I would say we do a healthy 50/50 socializing together and seperately. I have different types of fun as a couple and as a "girlfriend". I honestly find my husband to be a really fun and funny friend of mine, so even when we hang out as a "couple" we're not really "couple-y".
We've drifted from many of our single friends, I feel bad saying it, but you just start feeling like you have less and less in common. We need to find us some cool married couples to start hanging out with.
It's funny because I just had this convo with my FI yesterday. I have noticed that I have really started to drift away from some of my good friends and I swear it is because we have gone our separate ways. I am about to graduate and get married, and they are still living like they are in high school. They aren't having fun unless they are drinking or hanging out with other single people. This is SO not my crowd anymore. I don't feel bad about it, I just feel like I grew up a little quicker than them. I am sure we will be close again once they are getting married and getting serious about life.
My 2 best friends got married this past year one in June one in July and then me in October. We mostly socialize with them and their husbands or with our best man and his girlfriend. We do however both have friends that are single but live out of town so when they come in town we do seperate socializing with them.
Not married, but my live in going on 3 years boyfriend and I socialize together a lot with singles and couples. Recently, since we moved to a city where we mostly have single friends (as opposed to college and highschool friends, many of whom are also in serious relationships), we mostly hang out with single friends. Tip - It's easier to hang out with singles in groups than two on one. In fact, I love and long for the occasions when we get to hang out with our one couple friend here, because it's just such a different vibe. Still, I am happy to maintain both kinds of friends.
Half and Half. I try to socialize more with Mr.F since were married... cuz when we were engaged we would always do things separately. I really dont mind either way....
Mr. J and I socialize almost exclusively with each other. We went to law school together and after we graduated, our whole friend group ended up moving to the same city. Thus, we have pretty much the same group of friends and almost everyone is coupled off. It's fun and it works because we have such similar interests anyway, but I do think I need to expand my group of girlfriends more!
The mister and I don't have very many couples friends, so we mostly either socialize seperately or in one bigger group (we went to the same college so we have some of the same friends). We actually joke that we need to take some couples classes so we can meet more couples!
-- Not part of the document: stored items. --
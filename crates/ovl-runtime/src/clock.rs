#![forbid(unsafe_code)]

//! Wall-clock to virtual-time bridge.
//!
//! Everything in the orchestrator runs on explicit deltas. A host that
//! drives frames from a real clock feeds [`FrameClock::tick`] with the frame
//! timestamp and forwards the returned delta.

use std::time::Duration;

use web_time::Instant;

/// Converts frame timestamps into deltas.
#[derive(Debug, Default, Clone, Copy)]
pub struct FrameClock {
    last: Option<Instant>,
}

impl FrameClock {
    #[must_use]
    pub const fn new() -> Self {
        Self { last: None }
    }

    /// Delta since the previous tick. The first tick yields zero, as does a
    /// timestamp earlier than the previous one.
    pub fn tick(&mut self, now: Instant) -> Duration {
        let dt = self
            .last
            .map_or(Duration::ZERO, |last| now.saturating_duration_since(last));
        self.last = Some(match self.last {
            Some(last) if last > now => last,
            _ => now,
        });
        dt
    }

    /// Forget the last timestamp (after the host was paused).
    pub fn reset(&mut self) {
        self.last = None;
    }
}

#[cfg(test)]
mod tests {
    use super::*;

    #[test]
    fn first_tick_is_zero() {
        let mut clock = FrameClock::new();
        assert_eq!(clock.tick(Instant::now()), Duration::ZERO);
    }

    #[test]
    fn later_tick_yields_difference() {
        let mut clock = FrameClock::new();
        let t0 = Instant::now();
        clock.tick(t0);
        assert_eq!(clock.tick(t0 + Duration::from_millis(16)), Duration::from_millis(16));
    }

    #[test]
    fn backwards_time_is_clamped() {
        let mut clock = FrameClock::new();
        let t0 = Instant::now() + Duration::from_secs(1);
        clock.tick(t0);
        assert_eq!(clock.tick(t0 - Duration::from_millis(5)), Duration::ZERO);
        assert_eq!(clock.tick(t0 + Duration::from_millis(5)), Duration::from_millis(5));
    }

    #[test]
    fn reset_forgets_last_frame() {
        let mut clock = FrameClock::new();
        let t0 = Instant::now();
        clock.tick(t0);
        clock.reset();
        assert_eq!(clock.tick(t0 + Duration::from_secs(3)), Duration::ZERO);
    }
}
We mostly socialize with marrieds- that was true before we got hitched- basically because most of our friends and younger relatives were engaged or married before us!
I do enjoy doing stuff as a couple, but find that I need to have girls night out at least once a month!
I'd say we do about 75% on our own, and 25% with couples. However, a lot of the socializing on our own is things like lunches or happy hour, so it's doesn't feel like one person is going out while the other is left behind. The other thing is, his friends work normal hours whereas I can only catch up with mine when they're not on call... so I see mine more one-on-one, and he generally goes out in a group, golfing or watching sports. On the weekends when we make plans it's usually a big mixed group or with another couple.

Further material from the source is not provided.